TASK ITEM:
Your answer must hold only the lines below from the line containing "use super::whitespace::WhitespaceAnalyzer;" through the line containing "impl FromStr for", each reproduced exactly.

DATA TO EXAMINE below:

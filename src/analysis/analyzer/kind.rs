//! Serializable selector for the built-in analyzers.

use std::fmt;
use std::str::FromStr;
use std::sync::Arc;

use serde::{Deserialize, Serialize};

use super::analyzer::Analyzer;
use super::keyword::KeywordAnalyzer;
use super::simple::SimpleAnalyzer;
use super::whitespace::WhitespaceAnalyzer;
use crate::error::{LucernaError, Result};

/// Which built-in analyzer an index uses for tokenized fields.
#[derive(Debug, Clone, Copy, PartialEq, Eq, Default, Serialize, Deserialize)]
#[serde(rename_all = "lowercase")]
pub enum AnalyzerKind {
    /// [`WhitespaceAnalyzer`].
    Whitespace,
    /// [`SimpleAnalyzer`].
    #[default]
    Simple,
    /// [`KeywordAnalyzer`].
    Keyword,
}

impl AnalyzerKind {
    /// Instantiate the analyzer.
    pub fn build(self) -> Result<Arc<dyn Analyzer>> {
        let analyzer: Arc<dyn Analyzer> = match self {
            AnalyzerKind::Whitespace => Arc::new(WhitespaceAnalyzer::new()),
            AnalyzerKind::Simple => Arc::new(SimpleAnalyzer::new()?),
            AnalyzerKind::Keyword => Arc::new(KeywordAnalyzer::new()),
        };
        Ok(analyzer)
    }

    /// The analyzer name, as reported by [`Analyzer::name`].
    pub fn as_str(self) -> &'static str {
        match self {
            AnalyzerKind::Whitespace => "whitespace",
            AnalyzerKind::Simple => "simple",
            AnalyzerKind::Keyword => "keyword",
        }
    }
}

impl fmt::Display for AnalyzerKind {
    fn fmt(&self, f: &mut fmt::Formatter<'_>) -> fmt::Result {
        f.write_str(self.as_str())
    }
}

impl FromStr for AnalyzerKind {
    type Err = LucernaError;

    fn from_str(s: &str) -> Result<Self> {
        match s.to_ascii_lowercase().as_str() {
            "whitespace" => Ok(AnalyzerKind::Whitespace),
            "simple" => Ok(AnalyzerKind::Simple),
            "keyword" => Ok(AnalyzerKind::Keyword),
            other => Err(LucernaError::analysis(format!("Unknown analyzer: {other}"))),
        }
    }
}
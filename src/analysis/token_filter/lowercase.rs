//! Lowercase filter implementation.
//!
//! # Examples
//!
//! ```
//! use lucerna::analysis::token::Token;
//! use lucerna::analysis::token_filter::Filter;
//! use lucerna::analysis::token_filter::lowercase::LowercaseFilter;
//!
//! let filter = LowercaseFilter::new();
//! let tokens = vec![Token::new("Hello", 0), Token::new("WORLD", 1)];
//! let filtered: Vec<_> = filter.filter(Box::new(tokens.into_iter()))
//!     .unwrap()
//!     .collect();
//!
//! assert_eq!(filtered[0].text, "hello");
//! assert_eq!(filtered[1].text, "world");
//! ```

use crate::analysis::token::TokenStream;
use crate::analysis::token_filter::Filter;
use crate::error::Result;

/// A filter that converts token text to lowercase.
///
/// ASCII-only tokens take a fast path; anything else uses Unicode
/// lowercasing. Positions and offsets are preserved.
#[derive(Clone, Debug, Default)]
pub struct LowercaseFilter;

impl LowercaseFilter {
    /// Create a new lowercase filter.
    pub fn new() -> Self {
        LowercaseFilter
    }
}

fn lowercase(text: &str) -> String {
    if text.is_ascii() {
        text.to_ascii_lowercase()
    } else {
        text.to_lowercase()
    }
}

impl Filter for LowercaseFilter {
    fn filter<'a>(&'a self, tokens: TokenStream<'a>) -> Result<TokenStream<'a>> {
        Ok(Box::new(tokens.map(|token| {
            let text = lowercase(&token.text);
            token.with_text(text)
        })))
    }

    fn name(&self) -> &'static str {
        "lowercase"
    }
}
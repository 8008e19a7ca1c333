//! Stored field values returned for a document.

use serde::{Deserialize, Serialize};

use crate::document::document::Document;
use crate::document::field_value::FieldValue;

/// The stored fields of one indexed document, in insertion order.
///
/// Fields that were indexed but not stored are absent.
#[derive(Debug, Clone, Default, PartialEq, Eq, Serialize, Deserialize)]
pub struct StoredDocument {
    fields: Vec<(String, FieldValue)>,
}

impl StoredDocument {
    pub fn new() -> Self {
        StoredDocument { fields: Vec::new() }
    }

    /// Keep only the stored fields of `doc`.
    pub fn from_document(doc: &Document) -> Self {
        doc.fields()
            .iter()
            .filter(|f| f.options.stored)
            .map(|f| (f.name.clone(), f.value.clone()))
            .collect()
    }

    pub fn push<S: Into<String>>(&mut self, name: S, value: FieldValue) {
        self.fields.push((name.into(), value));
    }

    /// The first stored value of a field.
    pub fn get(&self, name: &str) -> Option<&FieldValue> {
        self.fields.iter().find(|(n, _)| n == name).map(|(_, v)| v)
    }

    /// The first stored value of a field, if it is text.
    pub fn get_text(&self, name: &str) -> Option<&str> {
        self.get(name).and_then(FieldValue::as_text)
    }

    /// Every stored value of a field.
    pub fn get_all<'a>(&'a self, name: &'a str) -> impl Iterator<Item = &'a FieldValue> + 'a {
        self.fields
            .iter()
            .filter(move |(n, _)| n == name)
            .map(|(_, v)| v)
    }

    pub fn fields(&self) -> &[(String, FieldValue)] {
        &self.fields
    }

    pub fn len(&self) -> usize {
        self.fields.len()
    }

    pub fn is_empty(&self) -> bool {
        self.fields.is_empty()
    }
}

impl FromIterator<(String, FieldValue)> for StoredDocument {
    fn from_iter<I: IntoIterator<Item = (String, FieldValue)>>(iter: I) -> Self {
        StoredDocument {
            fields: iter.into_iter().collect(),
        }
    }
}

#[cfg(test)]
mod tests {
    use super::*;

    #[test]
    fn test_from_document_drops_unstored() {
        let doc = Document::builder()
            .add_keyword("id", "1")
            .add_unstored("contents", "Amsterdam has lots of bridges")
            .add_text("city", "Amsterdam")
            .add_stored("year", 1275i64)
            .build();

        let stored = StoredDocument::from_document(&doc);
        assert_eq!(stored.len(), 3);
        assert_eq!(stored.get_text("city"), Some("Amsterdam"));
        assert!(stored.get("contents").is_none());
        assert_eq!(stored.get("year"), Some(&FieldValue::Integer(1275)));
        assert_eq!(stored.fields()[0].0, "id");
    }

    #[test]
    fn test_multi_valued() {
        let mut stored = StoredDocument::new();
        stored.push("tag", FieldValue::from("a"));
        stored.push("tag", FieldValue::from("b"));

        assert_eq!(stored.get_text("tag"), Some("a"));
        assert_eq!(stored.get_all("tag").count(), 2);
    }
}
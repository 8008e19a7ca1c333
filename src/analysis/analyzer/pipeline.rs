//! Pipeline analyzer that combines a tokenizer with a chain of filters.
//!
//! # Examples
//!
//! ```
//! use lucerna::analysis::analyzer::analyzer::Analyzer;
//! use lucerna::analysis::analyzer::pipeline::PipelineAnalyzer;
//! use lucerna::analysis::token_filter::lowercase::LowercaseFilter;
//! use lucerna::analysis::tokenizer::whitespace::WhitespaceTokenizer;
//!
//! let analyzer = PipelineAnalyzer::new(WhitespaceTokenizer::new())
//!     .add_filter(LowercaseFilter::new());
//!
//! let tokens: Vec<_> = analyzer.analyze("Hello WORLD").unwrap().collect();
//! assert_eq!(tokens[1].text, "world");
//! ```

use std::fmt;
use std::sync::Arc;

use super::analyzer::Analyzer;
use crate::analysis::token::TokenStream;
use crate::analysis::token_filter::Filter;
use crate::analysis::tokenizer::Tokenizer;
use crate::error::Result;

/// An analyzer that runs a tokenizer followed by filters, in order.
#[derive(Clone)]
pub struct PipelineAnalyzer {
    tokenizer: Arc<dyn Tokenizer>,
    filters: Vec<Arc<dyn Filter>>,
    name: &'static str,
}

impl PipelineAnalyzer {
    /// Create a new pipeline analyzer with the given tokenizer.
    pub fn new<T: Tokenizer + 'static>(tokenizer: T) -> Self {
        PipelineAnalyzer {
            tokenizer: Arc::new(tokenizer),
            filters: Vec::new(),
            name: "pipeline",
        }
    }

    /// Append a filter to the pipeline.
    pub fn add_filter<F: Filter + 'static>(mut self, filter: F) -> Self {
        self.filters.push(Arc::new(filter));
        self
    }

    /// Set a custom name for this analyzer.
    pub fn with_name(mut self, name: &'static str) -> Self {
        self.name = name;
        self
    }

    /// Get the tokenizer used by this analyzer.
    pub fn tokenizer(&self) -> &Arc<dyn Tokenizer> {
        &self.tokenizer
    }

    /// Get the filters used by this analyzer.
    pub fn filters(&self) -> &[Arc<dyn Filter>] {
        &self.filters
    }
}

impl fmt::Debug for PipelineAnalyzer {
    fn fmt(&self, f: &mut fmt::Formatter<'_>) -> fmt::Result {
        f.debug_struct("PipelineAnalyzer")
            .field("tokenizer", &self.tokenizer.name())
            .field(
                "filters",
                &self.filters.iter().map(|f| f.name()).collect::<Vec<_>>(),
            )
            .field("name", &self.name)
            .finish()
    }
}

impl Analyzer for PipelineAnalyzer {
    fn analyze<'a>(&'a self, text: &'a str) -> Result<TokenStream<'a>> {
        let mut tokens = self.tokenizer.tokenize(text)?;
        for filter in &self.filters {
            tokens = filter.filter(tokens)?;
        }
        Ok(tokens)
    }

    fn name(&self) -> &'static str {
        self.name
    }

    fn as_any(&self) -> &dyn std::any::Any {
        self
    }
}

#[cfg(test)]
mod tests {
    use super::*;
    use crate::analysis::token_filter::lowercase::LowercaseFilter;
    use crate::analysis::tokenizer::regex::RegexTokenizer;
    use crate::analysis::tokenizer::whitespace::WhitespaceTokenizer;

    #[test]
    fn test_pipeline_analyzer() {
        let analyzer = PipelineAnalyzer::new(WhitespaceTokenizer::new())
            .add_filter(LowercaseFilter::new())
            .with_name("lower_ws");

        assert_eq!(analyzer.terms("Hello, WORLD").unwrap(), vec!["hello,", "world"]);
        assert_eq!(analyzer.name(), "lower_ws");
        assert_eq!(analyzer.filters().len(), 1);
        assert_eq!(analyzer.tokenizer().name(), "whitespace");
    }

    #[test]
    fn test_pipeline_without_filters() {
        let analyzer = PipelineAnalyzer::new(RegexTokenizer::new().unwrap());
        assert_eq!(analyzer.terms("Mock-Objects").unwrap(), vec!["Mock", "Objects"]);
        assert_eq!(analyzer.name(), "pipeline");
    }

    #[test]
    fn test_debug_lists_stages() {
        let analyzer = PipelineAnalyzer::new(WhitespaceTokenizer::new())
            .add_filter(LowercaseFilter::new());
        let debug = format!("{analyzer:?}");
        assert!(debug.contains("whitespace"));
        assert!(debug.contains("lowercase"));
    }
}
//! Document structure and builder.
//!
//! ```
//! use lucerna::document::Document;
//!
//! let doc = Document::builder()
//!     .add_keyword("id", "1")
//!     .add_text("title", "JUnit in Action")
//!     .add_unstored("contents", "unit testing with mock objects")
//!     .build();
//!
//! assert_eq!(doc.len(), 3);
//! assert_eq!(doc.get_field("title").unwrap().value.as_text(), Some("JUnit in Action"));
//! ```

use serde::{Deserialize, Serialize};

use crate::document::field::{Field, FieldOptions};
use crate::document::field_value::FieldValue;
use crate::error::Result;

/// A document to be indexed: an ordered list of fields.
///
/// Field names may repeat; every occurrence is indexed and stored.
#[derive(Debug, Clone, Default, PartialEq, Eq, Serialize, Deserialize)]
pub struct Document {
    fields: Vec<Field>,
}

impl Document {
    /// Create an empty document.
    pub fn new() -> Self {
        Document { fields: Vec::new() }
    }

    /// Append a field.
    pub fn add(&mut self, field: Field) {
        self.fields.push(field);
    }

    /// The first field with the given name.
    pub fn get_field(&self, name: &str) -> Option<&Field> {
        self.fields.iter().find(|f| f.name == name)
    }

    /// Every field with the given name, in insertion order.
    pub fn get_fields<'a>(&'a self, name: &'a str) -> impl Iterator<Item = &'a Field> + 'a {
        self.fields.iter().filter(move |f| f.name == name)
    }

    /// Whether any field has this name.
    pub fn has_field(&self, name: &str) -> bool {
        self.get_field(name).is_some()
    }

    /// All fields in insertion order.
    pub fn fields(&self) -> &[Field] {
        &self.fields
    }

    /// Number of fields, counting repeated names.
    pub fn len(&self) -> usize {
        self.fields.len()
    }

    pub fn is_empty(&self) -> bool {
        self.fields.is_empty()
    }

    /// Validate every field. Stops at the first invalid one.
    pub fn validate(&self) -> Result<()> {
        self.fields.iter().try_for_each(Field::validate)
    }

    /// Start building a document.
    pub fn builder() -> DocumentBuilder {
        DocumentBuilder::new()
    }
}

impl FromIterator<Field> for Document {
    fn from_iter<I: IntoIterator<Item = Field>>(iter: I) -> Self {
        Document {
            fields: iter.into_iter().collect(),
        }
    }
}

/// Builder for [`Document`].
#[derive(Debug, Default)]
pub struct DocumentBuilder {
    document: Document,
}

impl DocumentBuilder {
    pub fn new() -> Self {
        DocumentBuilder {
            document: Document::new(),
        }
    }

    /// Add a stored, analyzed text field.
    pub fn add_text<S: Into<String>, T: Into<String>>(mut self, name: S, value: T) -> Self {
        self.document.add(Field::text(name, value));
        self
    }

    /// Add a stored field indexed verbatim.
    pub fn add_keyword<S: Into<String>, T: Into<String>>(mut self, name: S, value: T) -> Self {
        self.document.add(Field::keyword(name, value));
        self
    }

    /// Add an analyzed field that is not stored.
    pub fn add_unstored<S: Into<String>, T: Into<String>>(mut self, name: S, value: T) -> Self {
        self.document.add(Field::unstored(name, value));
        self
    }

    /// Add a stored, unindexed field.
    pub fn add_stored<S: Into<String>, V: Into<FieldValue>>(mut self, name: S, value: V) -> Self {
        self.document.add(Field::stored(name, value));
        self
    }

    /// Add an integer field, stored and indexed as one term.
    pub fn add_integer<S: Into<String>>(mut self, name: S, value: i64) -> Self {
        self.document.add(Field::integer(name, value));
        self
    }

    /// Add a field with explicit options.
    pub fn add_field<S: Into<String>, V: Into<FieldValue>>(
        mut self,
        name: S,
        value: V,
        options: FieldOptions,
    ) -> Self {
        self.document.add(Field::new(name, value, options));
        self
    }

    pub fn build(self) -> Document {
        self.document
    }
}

End of DATA TO EXAMINE.
DATA TO EXAMINE below:

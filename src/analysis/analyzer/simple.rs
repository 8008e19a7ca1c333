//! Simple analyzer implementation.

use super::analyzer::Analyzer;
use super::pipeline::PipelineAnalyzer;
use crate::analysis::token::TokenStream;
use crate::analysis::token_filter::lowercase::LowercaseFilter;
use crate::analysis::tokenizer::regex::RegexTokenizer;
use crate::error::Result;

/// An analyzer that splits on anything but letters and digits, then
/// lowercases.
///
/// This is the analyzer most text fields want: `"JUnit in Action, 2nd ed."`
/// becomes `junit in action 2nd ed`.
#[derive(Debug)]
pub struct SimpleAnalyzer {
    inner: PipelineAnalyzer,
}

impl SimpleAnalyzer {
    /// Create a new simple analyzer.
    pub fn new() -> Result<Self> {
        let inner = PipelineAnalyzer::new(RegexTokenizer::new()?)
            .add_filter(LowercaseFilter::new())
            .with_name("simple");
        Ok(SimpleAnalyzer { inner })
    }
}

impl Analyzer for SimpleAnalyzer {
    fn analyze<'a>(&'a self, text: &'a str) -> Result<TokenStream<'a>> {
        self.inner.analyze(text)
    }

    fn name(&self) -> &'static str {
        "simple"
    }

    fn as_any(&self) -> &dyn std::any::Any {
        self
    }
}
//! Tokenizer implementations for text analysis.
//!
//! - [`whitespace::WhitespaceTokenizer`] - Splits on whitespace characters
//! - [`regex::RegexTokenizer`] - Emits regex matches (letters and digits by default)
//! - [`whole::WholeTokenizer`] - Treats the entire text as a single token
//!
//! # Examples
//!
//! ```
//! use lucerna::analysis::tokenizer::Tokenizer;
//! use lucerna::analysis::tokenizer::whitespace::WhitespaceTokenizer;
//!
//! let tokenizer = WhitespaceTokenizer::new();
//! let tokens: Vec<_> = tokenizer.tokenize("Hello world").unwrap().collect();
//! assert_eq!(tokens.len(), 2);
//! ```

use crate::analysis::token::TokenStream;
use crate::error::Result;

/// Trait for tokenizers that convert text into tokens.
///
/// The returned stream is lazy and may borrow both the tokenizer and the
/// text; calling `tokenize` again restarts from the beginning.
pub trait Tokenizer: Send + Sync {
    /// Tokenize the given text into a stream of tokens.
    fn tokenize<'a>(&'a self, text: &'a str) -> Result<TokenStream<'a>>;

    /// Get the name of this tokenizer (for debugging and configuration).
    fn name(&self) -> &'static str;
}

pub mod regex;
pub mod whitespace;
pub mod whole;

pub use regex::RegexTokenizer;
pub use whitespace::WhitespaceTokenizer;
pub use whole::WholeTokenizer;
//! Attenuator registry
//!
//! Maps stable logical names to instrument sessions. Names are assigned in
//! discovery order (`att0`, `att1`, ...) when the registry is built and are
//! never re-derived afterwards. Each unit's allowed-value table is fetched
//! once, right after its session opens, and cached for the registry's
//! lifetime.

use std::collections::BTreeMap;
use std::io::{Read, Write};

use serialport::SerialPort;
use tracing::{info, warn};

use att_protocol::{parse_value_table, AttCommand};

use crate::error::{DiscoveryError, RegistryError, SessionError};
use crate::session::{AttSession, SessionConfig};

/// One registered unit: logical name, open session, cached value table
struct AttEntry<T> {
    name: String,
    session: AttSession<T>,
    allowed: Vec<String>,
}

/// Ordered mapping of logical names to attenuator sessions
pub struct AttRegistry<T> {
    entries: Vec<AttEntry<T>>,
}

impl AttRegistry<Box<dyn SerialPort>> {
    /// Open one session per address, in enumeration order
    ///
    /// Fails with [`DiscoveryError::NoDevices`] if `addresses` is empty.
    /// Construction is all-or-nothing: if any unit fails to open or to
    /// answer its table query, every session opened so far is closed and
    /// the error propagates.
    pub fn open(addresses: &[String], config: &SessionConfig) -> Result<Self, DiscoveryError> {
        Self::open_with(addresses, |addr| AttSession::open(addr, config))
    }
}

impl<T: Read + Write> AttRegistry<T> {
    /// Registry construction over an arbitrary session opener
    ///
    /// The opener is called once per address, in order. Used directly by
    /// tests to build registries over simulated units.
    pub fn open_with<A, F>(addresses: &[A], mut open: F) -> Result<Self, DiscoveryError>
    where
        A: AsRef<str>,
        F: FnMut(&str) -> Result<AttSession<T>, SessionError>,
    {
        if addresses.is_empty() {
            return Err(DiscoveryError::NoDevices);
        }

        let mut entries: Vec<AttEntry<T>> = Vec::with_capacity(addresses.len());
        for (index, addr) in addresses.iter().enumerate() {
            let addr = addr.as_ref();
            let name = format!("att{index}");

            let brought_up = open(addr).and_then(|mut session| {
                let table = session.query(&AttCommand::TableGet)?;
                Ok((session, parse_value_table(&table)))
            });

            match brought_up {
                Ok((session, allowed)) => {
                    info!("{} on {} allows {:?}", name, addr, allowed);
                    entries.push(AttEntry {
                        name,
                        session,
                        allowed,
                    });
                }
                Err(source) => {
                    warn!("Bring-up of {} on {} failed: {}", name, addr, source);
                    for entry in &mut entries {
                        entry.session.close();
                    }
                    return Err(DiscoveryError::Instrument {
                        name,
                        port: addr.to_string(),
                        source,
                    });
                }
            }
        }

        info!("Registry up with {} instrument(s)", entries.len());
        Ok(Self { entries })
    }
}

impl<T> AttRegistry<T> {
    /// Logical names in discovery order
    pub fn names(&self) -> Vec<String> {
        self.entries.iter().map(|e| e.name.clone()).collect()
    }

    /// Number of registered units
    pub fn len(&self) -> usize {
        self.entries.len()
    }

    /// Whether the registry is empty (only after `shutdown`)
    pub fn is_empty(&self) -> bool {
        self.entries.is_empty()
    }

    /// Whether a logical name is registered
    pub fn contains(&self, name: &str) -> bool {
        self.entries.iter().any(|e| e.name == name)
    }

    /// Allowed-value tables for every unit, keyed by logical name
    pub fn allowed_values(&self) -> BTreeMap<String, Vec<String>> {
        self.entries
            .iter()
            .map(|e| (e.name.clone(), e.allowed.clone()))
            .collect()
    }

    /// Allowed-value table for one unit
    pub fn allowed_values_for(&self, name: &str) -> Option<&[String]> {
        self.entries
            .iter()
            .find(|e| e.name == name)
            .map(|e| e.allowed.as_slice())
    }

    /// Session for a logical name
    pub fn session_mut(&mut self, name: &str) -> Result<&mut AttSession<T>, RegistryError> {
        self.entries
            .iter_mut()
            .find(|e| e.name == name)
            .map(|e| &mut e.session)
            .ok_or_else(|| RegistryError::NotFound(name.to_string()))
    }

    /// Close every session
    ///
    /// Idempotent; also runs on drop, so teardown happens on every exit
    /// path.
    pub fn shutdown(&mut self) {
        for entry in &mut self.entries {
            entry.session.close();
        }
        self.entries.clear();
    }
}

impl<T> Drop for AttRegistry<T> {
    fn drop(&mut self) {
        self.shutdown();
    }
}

End of DATA TO EXAMINE.

RESPONSE BOX:
use super::whitespace::WhitespaceAnalyzer;
use crate::error::{LucernaError, Result};

/// Which built-in analyzer an index uses for tokenized fields.
#[derive(Debug, Clone, Copy, PartialEq, Eq, Default, Serialize, Deserialize)]
#[serde(rename_all = "lowercase")]
pub enum AnalyzerKind {
    /// [`WhitespaceAnalyzer`].
    Whitespace,
    /// [`SimpleAnalyzer`].
    #[default]
    Simple,
    /// [`KeywordAnalyzer`].
    Keyword,
}

impl AnalyzerKind {
    /// Instantiate the analyzer.
    pub fn build(self) -> Result<Arc<dyn Analyzer>> {
        let analyzer: Arc<dyn Analyzer> = match self {
            AnalyzerKind::Whitespace => Arc::new(WhitespaceAnalyzer::new()),
            AnalyzerKind::Simple => Arc::new(SimpleAnalyzer::new()?),
            AnalyzerKind::Keyword => Arc::new(KeywordAnalyzer::new()),
        };
        Ok(analyzer)
    }

    /// The analyzer name, as reported by [`Analyzer::name`].
    pub fn as_str(self) -> &'static str {
        match self {
            AnalyzerKind::Whitespace => "whitespace",
            AnalyzerKind::Simple => "simple",
            AnalyzerKind::Keyword => "keyword",
        }
    }
}

impl fmt::Display for AnalyzerKind {
    fn fmt(&self, f: &mut fmt::Formatter<'_>) -> fmt::Result {
        f.write_str(self.as_str())
    }
}

impl FromStr for AnalyzerKind {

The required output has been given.